REQUIREMENT: The answer is the set of lines that include "listener", copied from the data below.

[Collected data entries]

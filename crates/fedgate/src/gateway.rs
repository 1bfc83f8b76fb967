// SPDX-License-Identifier: Apache-2.0 OR MIT
// Copyright (c) 2025-2026 fedgate maintainers

//! The local cluster's connection to the WAN router.
//!
//! Messages handed to [`Gateway::forward_to_gateway`] are encoded and
//! funneled through the [`Bundler`] to the router, which relays them to the
//! other clusters attached to it. A dedicated receiver thread decodes
//! inbound frames (unbundling composite frames one level), reconstructs
//! local messages and hands them to the cluster's
//! [`ClusterEndpoint`](crate::cluster::ClusterEndpoint).
//!
//! # Lifecycle
//!
//! ```text
//!   Disconnected --connect()--> Handshaking --ok--> Connected
//!        ^                          |                   |
//!        +------(handshake err)-----+                   |
//!        +-------------------disconnect()---------------+
//! ```
//!
//! Connecting runs the three-message handshake: the router sends a WELCOME
//! frame (human-readable banner) and a READY frame, and the gateway answers
//! with its own READY. Two threads are then started: the bundler's flush
//! timer for sending and the receiver for inbound traffic.
//!
//! Disconnect drains the bundler (bounded wait), closes the socket - which
//! is what releases the receiver thread from its blocking read - and joins
//! the receiver. Reconnecting afterwards builds a fresh connection.
//!
//! # Failure posture
//!
//! WAN problems never surface as errors into the local cluster's delivery
//! path: forwarding is fire-and-forget, flush failures drop data with a log,
//! and a dead WAN link simply means far-side federates stop receiving
//! updates. Recovery (reconnection) is the responsibility of a higher-level
//! supervisor.

use std::io::Write;
use std::net::Shutdown;
use std::sync::atomic::{AtomicBool, Ordering};
use std::sync::Arc;
use std::thread::{self, JoinHandle};
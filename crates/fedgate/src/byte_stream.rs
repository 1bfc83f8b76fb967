// SPDX-License-Identifier: Apache-2.0 OR MIT
// Copyright (c) 2025-2026 fedgate maintainers

//! Stream abstraction for the router connection.
//!
//! The gateway talks to the WAN router over an ordered, reliable byte
//! stream. This trait decouples it from `TcpStream` so the handshake,
//! bundler and receiver logic can be exercised against in-memory mock
//! streams in tests.
//!
//! One connection is split into two handles via [`ByteStream::try_clone_stream`]:
//! the bundler writes through one (only while holding its buffer lock), the
//! receiver thread reads from the other. `shutdown` on any handle tears down
//! the shared socket, which is what releases the receiver from its blocking
//! read.

use std::io::{self, Read, Write};
use std::net::{Shutdown, TcpStream};

/// Abstraction over blocking byte-oriented streams.
///
/// Socket options (TCP_NODELAY, buffer sizes) are applied to the concrete
/// socket before it is boxed - see [`net::open_router_stream`] - so the
/// trait stays at the surface the gateway actually drives: reading,
/// writing, tearing down, and handle cloning.
///
/// [`net::open_router_stream`]: crate::net::open_router_stream
pub trait ByteStream: Read + Write + Send {
    /// Shut down the shared underlying connection.
    fn shutdown(&self, how: Shutdown) -> io::Result<()>;

    /// Create another handle to the same underlying connection.
    fn try_clone_stream(&self) -> io::Result<Box<dyn ByteStream>>;
}

impl ByteStream for TcpStream {
    fn shutdown(&self, how: Shutdown) -> io::Result<()> {
        TcpStream::shutdown(self, how)
    }

    fn try_clone_stream(&self) -> io::Result<Box<dyn ByteStream>> {
        Ok(Box::new(self.try_clone()?))
    }
}

// ============================================================================
// Test mock stream
// ============================================================================

#[cfg(test)]
pub mod mock {
    use super::*;
    use std::collections::VecDeque;
    use std::sync::{Arc, Condvar, Mutex};

    /// In-memory stand-in for the router connection.
    ///
    /// Reads block until data is fed or the stream is closed (like a real
    /// socket); writes are captured for verification. Cloned handles share
    /// the same buffers, so closing one handle releases readers on another.
    #[derive(Clone, Debug)]
    pub struct MockStream {
        shared: Arc<Shared>,
    }

    #[derive(Debug)]
    struct Shared {
        inbound: Mutex<Inbound>,
        inbound_ready: Condvar,
        outbound: Mutex<Outbound>,
    }

    #[derive(Debug, Default)]
    struct Inbound {
        data: VecDeque<u8>,
        closed: bool,
        next_error: Option<io::ErrorKind>,
    }

    #[derive(Debug, Default)]
    struct Outbound {
        data: Vec<u8>,
        closed: bool,
        next_error: Option<io::ErrorKind>,
    }

    impl MockStream {
        /// Create an open mock stream.
        pub fn new() -> Self {
            Self {
                shared: Arc::new(Shared {
                    inbound: Mutex::new(Inbound::default()),
                    inbound_ready: Condvar::new(),
                    outbound: Mutex::new(Outbound::default()),
                }),
            }
        }

        /// Make `data` available to readers.
        pub fn feed_read_data(&self, data: &[u8]) {
            let mut inbound = self.shared.inbound.lock().unwrap();
            inbound.data.extend(data);
            self.shared.inbound_ready.notify_all();
        }

        /// Everything written to this stream so far.
        pub fn written_data(&self) -> Vec<u8> {
            self.shared.outbound.lock().unwrap().data.clone()
        }

        /// Fail the next read with the given error kind.
        pub fn inject_read_error(&self, kind: io::ErrorKind) {
            let mut inbound = self.shared.inbound.lock().unwrap();
            inbound.next_error = Some(kind);
            self.shared.inbound_ready.notify_all();
        }

        /// Fail the next write with the given error kind.
        pub fn inject_write_error(&self, kind: io::ErrorKind) {
            self.shared.outbound.lock().unwrap().next_error = Some(kind);
        }

        /// True once `shutdown` has been called on any handle.
        pub fn is_closed(&self) -> bool {
            self.shared.inbound.lock().unwrap().closed
        }

        fn close(&self) {
            self.shared.inbound.lock().unwrap().closed = true;
            self.shared.outbound.lock().unwrap().closed = true;
            self.shared.inbound_ready.notify_all();
        }
    }

    impl Default for MockStream {
        fn default() -> Self {
            Self::new()
        }
    }

    impl Read for MockStream {
        fn read(&mut self, buf: &mut [u8]) -> io::Result<usize> {
            let mut inbound = self.shared.inbound.lock().unwrap();
            loop {
                if let Some(kind) = inbound.next_error.take() {
                    return Err(io::Error::new(kind, "injected error"));
                }
                if !inbound.data.is_empty() {
                    let to_read = buf.len().min(inbound.data.len());
                    for (slot, byte) in buf.iter_mut().zip(inbound.data.drain(..to_read)) {
                        *slot = byte;
                    }
                    return Ok(to_read);
                }
                if inbound.closed {
                    return Ok(0); // EOF
                }
                inbound = self.shared.inbound_ready.wait(inbound).unwrap();
            }
        }
    }

    impl Write for MockStream {
        fn write(&mut self, buf: &[u8]) -> io::Result<usize> {
            let mut outbound = self.shared.outbound.lock().unwrap();
            if let Some(kind) = outbound.next_error.take() {
                return Err(io::Error::new(kind, "injected error"));
            }
            if outbound.closed {
                return Err(io::Error::new(io::ErrorKind::BrokenPipe, "stream closed"));
            }
            outbound.data.extend_from_slice(buf);
            Ok(buf.len())
        }

        fn flush(&mut self) -> io::Result<()> {
            Ok(())
        }
    }

    impl ByteStream for MockStream {
        fn shutdown(&self, _how: Shutdown) -> io::Result<()> {
            self.close();
            Ok(())
        }

        fn try_clone_stream(&self) -> io::Result<Box<dyn ByteStream>> {
            Ok(Box::new(self.clone()))
        }
    }
}

// ============================================================================
// Tests
// ============================================================================
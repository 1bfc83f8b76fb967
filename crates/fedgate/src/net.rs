// SPDX-License-Identifier: Apache-2.0 OR MIT
// Copyright (c) 2025-2026 fedgate maintainers

//! Network utilities for the router connection.
//!
//! Resolution of the configured router address (symbolic names included)
//! and socket option application. Resolution failures surface as
//! configuration errors from [`Gateway::connect`].
//!
//! [`Gateway::connect`]: crate::gateway::Gateway::connect

use std::io;
use std::net::{SocketAddr, TcpStream, ToSocketAddrs};

use socket2::SockRef;

use crate::config::WanConfig;
use crate::error::GatewayError;

/// Resolve the configured router address to a connectable endpoint.
///
/// Accepts literal `ip:port` strings or symbolic `host:port` names. When a
/// name resolves to several addresses, IPv4 is preferred for compatibility
/// with routers bound to v4 wildcard addresses.
pub fn resolve_router(address: &str) -> Result<SocketAddr, GatewayError> {
    let candidates: Vec<SocketAddr> = address
        .to_socket_addrs()
        .map_err(|e| GatewayError::BadAddress {
            address: address.to_string(),
            reason: e.to_string(),
        })?
        .collect();

    candidates
        .iter()
        .find(|addr| addr.is_ipv4())
        .or_else(|| candidates.first())
        .copied()
        .ok_or_else(|| GatewayError::BadAddress {
            address: address.to_string(),
            reason: "name resolved to no addresses".to_string(),
        })
}

/// Open the TCP connection to the WAN router and apply socket options.
pub fn open_router_stream(addr: SocketAddr, config: &WanConfig) -> io::Result<TcpStream> {
    let stream = TcpStream::connect_timeout(&addr, config.connect_timeout)?;
    stream.set_nodelay(config.nodelay)?;

    let sock = SockRef::from(&stream);
    if config.socket_send_buffer > 0 {
        sock.set_send_buffer_size(config.socket_send_buffer)?;
    }
    if config.socket_recv_buffer > 0 {
        sock.set_recv_buffer_size(config.socket_recv_buffer)?;
    }

    Ok(stream)
}

#[cfg(test)]
mod tests {
    use super::*;

    #[test]
    fn test_resolve_literal_address() {
        let addr = resolve_router("127.0.0.1:23114").unwrap();
        assert_eq!(addr, "127.0.0.1:23114".parse().unwrap());
    }

    #[test]
    fn test_resolve_symbolic_name() {
        let addr = resolve_router("localhost:23114").unwrap();
        assert!(addr.ip().is_loopback());
        assert_eq!(addr.port(), 23114);
    }

    #[test]
    fn test_resolve_prefers_ipv4() {
        // localhost commonly resolves to both ::1 and 127.0.0.1
        let addr = resolve_router("localhost:9000").unwrap();
        if addr.is_ipv6() {
            // environment is v6-only; nothing more to assert
            return;
        }
        assert!(addr.is_ipv4());
    }

    #[test]
    fn test_resolve_rejects_garbage() {
        let err = resolve_router("not a router address").unwrap_err();
        assert!(matches!(err, GatewayError::BadAddress { .. }));

        let err = resolve_router("").unwrap_err();
        assert!(matches!(err, GatewayError::BadAddress { .. }));
    }

    #[test]
    fn test_open_stream_applies_buffer_options() {
        let listener = std::net::TcpListener::bind("127.0.0.1:0").unwrap();
        let addr = listener.local_addr().unwrap();

        let config = WanConfig::for_router(addr.to_string()).with_socket_buffers(1 << 16, 1 << 16);
        let stream = open_router_stream(addr, &config).unwrap();

        // the kernel may round the values; just confirm the socket works
        assert!(stream.nodelay().unwrap());
        let sock = SockRef::from(&stream);
        assert!(sock.send_buffer_size().unwrap() > 0);
        assert!(sock.recv_buffer_size().unwrap() > 0);
    }

    #[test]
    fn test_connect_refused_surfaces_error() {
        // bind and drop to get a port that is very likely closed
        let port = {
            let listener = std::net::TcpListener::bind("127.0.0.1:0").unwrap();
            listener.local_addr().unwrap().port()
        };
        let addr: SocketAddr = format!("127.0.0.1:{}", port).parse().unwrap();

        let config = WanConfig::for_router(addr.to_string());
        assert!(open_router_stream(addr, &config).is_err());
    }
}
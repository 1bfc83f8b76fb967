// SPDX-License-Identifier: Apache-2.0 OR MIT
// Copyright (c) 2025-2026 fedgate maintainers

//! WAN gateway and message bundling for HLA-style federation clusters.
//!
//! A federation usually lives on one local-area cluster. To span sites,
//! each cluster runs a gateway that connects to a shared relay router over
//! the wide-area network; the router forwards traffic between otherwise
//! disconnected clusters. This crate is that gateway: it owns the router
//! connection, batches outgoing messages for efficient WAN use, and turns
//! inbound wire frames back into local cluster messages.
//!
//! # Architecture
//!
//! ```text
//! +---------------------------------------------------------------+
//! |                           Gateway                             |
//! |                                                               |
//! |  local cluster --forward_to_gateway()--+                      |
//! |                                        v                      |
//! |  +----------------------------------------------------------+ |
//! |  |                        Bundler                           | |
//! |  |  send buffer + size/time triggers + flush timer thread   | |
//! |  +---------------------------+------------------------------+ |
//! |                              | BUNDLE frames                  |
//! |                              v                                |
//! |  ========== TCP connection to the WAN router ===============  |
//! |                              |                                |
//! |  +---------------------------v------------------------------+ |
//! |  |                    receiver thread                       | |
//! |  |  read_frame() -> unbundle -> dispatch to ClusterEndpoint | |
//! |  +----------------------------------------------------------+ |
//! +---------------------------------------------------------------+
//! ```
//!
//! # Wire Format
//!
//! Every unit on the router link is a type byte, a 4-byte big-endian
//! length, and a payload; control frames carry a 16-byte sender id at the
//! start of the payload. Multiple frames are packed into BUNDLE frames for
//! one transport write. See [`frame`] for the exact layout.
//!
//! # Example
//!
//! ```no_run
//! use std::sync::Arc;
//! use fedgate::{ClusterEndpoint, ClusterMessage, Gateway, WanConfig};
//!
//! struct MyCluster;
//! impl ClusterEndpoint for MyCluster {
//!     fn forward_to_channel(&self, message: ClusterMessage) {
//!         // hand off to the local group transport
//!         let _ = message;
//!     }
//! }
//!
//! let config = WanConfig::for_router("router.example.net:23114");
//! let mut gateway = Gateway::new(config, Arc::new(MyCluster));
//! gateway.connect()?;
//! gateway.forward_to_gateway(None, None, b"attribute-update");
//! gateway.disconnect();
//! # Ok::<(), fedgate::GatewayError>(())
//! ```
//!
//! # Modules
//!
//! - [`frame`] - wire framing codec, including the nested bundle format
//! - [`bundler`] - outgoing message batching with size/time release triggers
//! - [`gateway`] - connection lifecycle, handshake and receive loop
//! - [`cluster`] - the local cluster collaborator surface
//! - [`net`] - router address resolution and socket options
//! - [`byte_stream`] - stream abstraction over the router connection
//! - [`metrics`] - traffic counters
//! - [`config`] - gateway configuration
//! - [`error`] - error taxonomy

pub mod bundler;
pub mod byte_stream;
pub mod cluster;
pub mod config;
pub mod error;
pub mod frame;
pub mod gateway;
pub mod metrics;
pub mod net;

// ============================================================================
// Re-exports
// ============================================================================

pub use bundler::Bundler;
pub use byte_stream::ByteStream;
pub use cluster::{
    ClusterEndpoint, ClusterMessage, ControlKind, ControlMessage, DeliveryFlags, MessageBody,
};
pub use config::WanConfig;
pub use error::{GatewayError, WireError};
pub use frame::{
    encode_bundle, read_frame, BundleIter, Frame, FrameType, SenderId, DEFAULT_MAX_FRAME_SIZE,
    FRAME_HEADER_SIZE, SENDER_ID_LEN,
};
pub use gateway::Gateway;
pub use metrics::{format_size, GatewayMetrics, GatewayMetricsSnapshot};

// ============================================================================
// Tests
// ============================================================================
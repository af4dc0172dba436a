use serde::{Deserialize, Deserializer, Serialize};
use std::fmt;
use std::str::FromStr;

#[derive(Debug, Clone, Copy, PartialEq, Eq, Serialize)]
pub enum StudentStatus {
    Active,
    Inactive,
    Graduated,
}

impl FromStr for StudentStatus {
    type Err = String;

    fn from_str(s: &str) -> Result<Self, Self::Err> {
        match s.trim().to_ascii_lowercase().as_str() {
            "active" => Ok(StudentStatus::Active),
            "inactive" => Ok(StudentStatus::Inactive),
            "graduated" => Ok(StudentStatus::Graduated),
            other => Err(format!(
                "status must be one of: Active, Inactive, Graduated (got {other:?})"
            )),
        }
    }
}

// Same rule as the list filters: case-insensitive.
impl<'de> Deserialize<'de> for StudentStatus {
    fn deserialize<D: Deserializer<'de>>(deserializer: D) -> Result<Self, D::Error> {
        let raw = String::deserialize(deserializer)?;
        raw.parse().map_err(serde::de::Error::custom)
    }
}

#[derive(Debug, Clone, PartialEq, Serialize, Deserialize)]
#[serde(rename_all = "camelCase")]
pub struct Student {
    pub id: String,
    pub name: String,
    pub email: String,
    pub year: u8,
    pub major: String,
    pub gpa: f64,
    pub status: StudentStatus,
    #[serde(default)]
    pub courses: Vec<String>,
    #[serde(default)]
    pub avatar: Option<String>,
}

#[derive(Debug, Clone, PartialEq, Serialize, Deserialize)]
#[serde(rename_all = "camelCase")]
pub struct Course {
    pub id: String,
    pub title: String,
    pub code: String,
    pub description: String,
    pub faculty: String,
    pub faculty_id: String,
    pub enrolled_students: u32,
    pub max_capacity: u32,
    pub credits: u32,
    pub department: String,
    pub semester: String,
}

#[derive(Debug, Clone, PartialEq, Serialize, Deserialize)]
#[serde(rename_all = "camelCase")]
pub struct Faculty {
    pub id: String,
    pub name: String,
    pub email: String,
    pub department: String,
    #[serde(default)]
    pub courses: Vec<String>,
}

/// Letter grades, best first.
#[derive(Debug, Clone, Copy, PartialEq, Eq, Serialize, Deserialize)]
pub enum LetterGrade {
    #[serde(rename = "A+")]
    APlus,
    #[serde(rename = "A")]
    A,
    #[serde(rename = "A-")]
    AMinus,
    #[serde(rename = "B+")]
    BPlus,
    #[serde(rename = "B")]
    B,
    #[serde(rename = "B-")]
    BMinus,
    #[serde(rename = "C+")]
    CPlus,
    #[serde(rename = "C")]
    C,
    #[serde(rename = "C-")]
    CMinus,
    #[serde(rename = "D+")]
    DPlus,
    #[serde(rename = "D")]
    D,
    #[serde(rename = "D-")]
    DMinus,
    #[serde(rename = "F")]
    F,
}

impl LetterGrade {
    pub const ALL: [LetterGrade; 13] = [
        LetterGrade::APlus,
        LetterGrade::A,
        LetterGrade::AMinus,
        LetterGrade::BPlus,
        LetterGrade::B,
        LetterGrade::BMinus,
        LetterGrade::CPlus,
        LetterGrade::C,
        LetterGrade::CMinus,
        LetterGrade::DPlus,
        LetterGrade::D,
        LetterGrade::DMinus,
        LetterGrade::F,
    ];

    pub fn as_str(self) -> &'static str {
        match self {
            LetterGrade::APlus => "A+",
            LetterGrade::A => "A",
            LetterGrade::AMinus => "A-",
            LetterGrade::BPlus => "B+",
            LetterGrade::B => "B",
            LetterGrade::BMinus => "B-",
            LetterGrade::CPlus => "C+",
            LetterGrade::C => "C",
            LetterGrade::CMinus => "C-",
            LetterGrade::DPlus => "D+",
            LetterGrade::D => "D",
            LetterGrade::DMinus => "D-",
            LetterGrade::F => "F",
        }
    }

    /// Standard 4.0-scale cut points: 97/93/90 for A+/A/A-, and so on down to D-.
    pub fn from_score(score: f64) -> Self {
        let band = |top: f64, plus: LetterGrade, mid: LetterGrade, minus: LetterGrade| {
            if score >= top + 7.0 {
                plus
            } else if score >= top + 3.0 {
                mid
            } else {
                minus
            }
        };
        if score >= 90.0 {
            band(90.0, LetterGrade::APlus, LetterGrade::A, LetterGrade::AMinus)
        } else if score >= 80.0 {
            band(80.0, LetterGrade::BPlus, LetterGrade::B, LetterGrade::BMinus)
        } else if score >= 70.0 {
            band(70.0, LetterGrade::CPlus, LetterGrade::C, LetterGrade::CMinus)
        } else if score >= 60.0 {
            band(60.0, LetterGrade::DPlus, LetterGrade::D, LetterGrade::DMinus)
        } else {
            LetterGrade::F
        }
    }
}

impl fmt::Display for LetterGrade {
    fn fmt(&self, f: &mut fmt::Formatter<'_>) -> fmt::Result {
        f.write_str(self.as_str())
    }
}

impl FromStr for LetterGrade {
    type Err = String;

    fn from_str(s: &str) -> Result<Self, Self::Err> {
        let t = s.trim().to_ascii_uppercase();
        LetterGrade::ALL
            .into_iter()
            .find(|g| g.as_str() == t)
            .ok_or_else(|| format!("grade must be a letter from A+ to F (got {s:?})"))
    }
}

#[derive(Debug, Clone, PartialEq, Serialize, Deserialize)]
#[serde(rename_all = "camelCase")]
pub struct Grade {
    pub id: String,
    pub student_id: String,
    pub course_id: String,
    pub grade: LetterGrade,
    pub score: f64,
    pub semester: String,
    pub year: i32,
}

impl Grade {
    pub fn composite_id(student_id: &str, course_id: &str) -> String {
        format!("{student_id}-{course_id}")
    }
}

#[derive(Debug, Clone, PartialEq, Serialize)]
#[serde(rename_all = "camelCase")]
pub struct DashboardStats {
    pub total_students: usize,
    pub total_courses: usize,
    pub total_faculty: usize,
    #[serde(rename = "averageGPA")]
    pub average_gpa: f64,
    pub total_enrollments: u64,
}

/// Fields accepted by student creation; everything but the id.
#[derive(Debug, Clone, Deserialize)]
#[serde(rename_all = "camelCase")]
pub struct NewStudent {
    pub name: String,
    pub email: String,
    pub year: u8,
    pub major: String,
    pub gpa: f64,
    #[serde(default = "default_status")]
    pub status: StudentStatus,
    #[serde(default)]
    pub courses: Vec<String>,
    #[serde(default)]
    pub avatar: Option<String>,
}

fn default_status() -> StudentStatus {
    StudentStatus::Active
}

/// Partial student update. Absent fields keep their current value.
#[derive(Debug, Clone, Default, Deserialize)]
#[serde(rename_all = "camelCase")]
pub struct StudentPatch {
    pub name: Option<String>,
    pub email: Option<String>,
    pub year: Option<u8>,
    pub major: Option<String>,
    pub gpa: Option<f64>,
    pub status: Option<StudentStatus>,
    pub courses: Option<Vec<String>>,
    pub avatar: Option<String>,
}

impl StudentPatch {
    pub fn is_empty(&self) -> bool {
        self.name.is_none()
            && self.email.is_none()
            && self.year.is_none()
            && self.major.is_none()
            && self.gpa.is_none()
            && self.status.is_none()
            && self.courses.is_none()
            && self.avatar.is_none()
    }
}

#[derive(Debug, Clone, Deserialize)]
#[serde(rename_all = "camelCase")]
pub struct GradeInput {
    pub student_id: String,
    pub course_id: String,
    pub grade: String,
    pub score: f64,
}

/// Academic term used to stamp newly created grades.
#[derive(Debug, Clone, PartialEq, Eq, Serialize)]
pub struct Term {
    pub semester: String,
    pub year: i32,
}

impl Term {
    pub fn from_date<D: chrono::Datelike>(date: &D) -> Self {
        let season = match date.month() {
            1..=5 => "Spring",
            6 | 7 => "Summer",
            _ => "Fall",
        };
        Term {
            semester: format!("{season} {}", date.year()),
            year: date.year(),
        }
    }

    pub fn current() -> Self {
        Term::from_date(&chrono::Local::now().date_naive())
    }
}

impl FromStr for Term {
    type Err = String;

    /// Parses labels like `Fall 2024`.
    fn from_str(s: &str) -> Result<Self, Self::Err> {
        let mut parts = s.split_whitespace();
        let (Some(season), Some(year), None) = (parts.next(), parts.next(), parts.next()) else {
            return Err(format!("term must look like \"Fall 2024\" (got {s:?})"));
        };
        let year: i32 = year
            .parse()
            .map_err(|_| format!("term year must be a number (got {year:?})"))?;
        Ok(Term {
            semester: format!("{season} {year}"),
            year,
        })
    }
}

SOLUTION:
        let listener = std::net::TcpListener::bind("127.0.0.1:0").unwrap();
        let addr = listener.local_addr().unwrap();
            let listener = std::net::TcpListener::bind("127.0.0.1:0").unwrap();
            listener.local_addr().unwrap().port()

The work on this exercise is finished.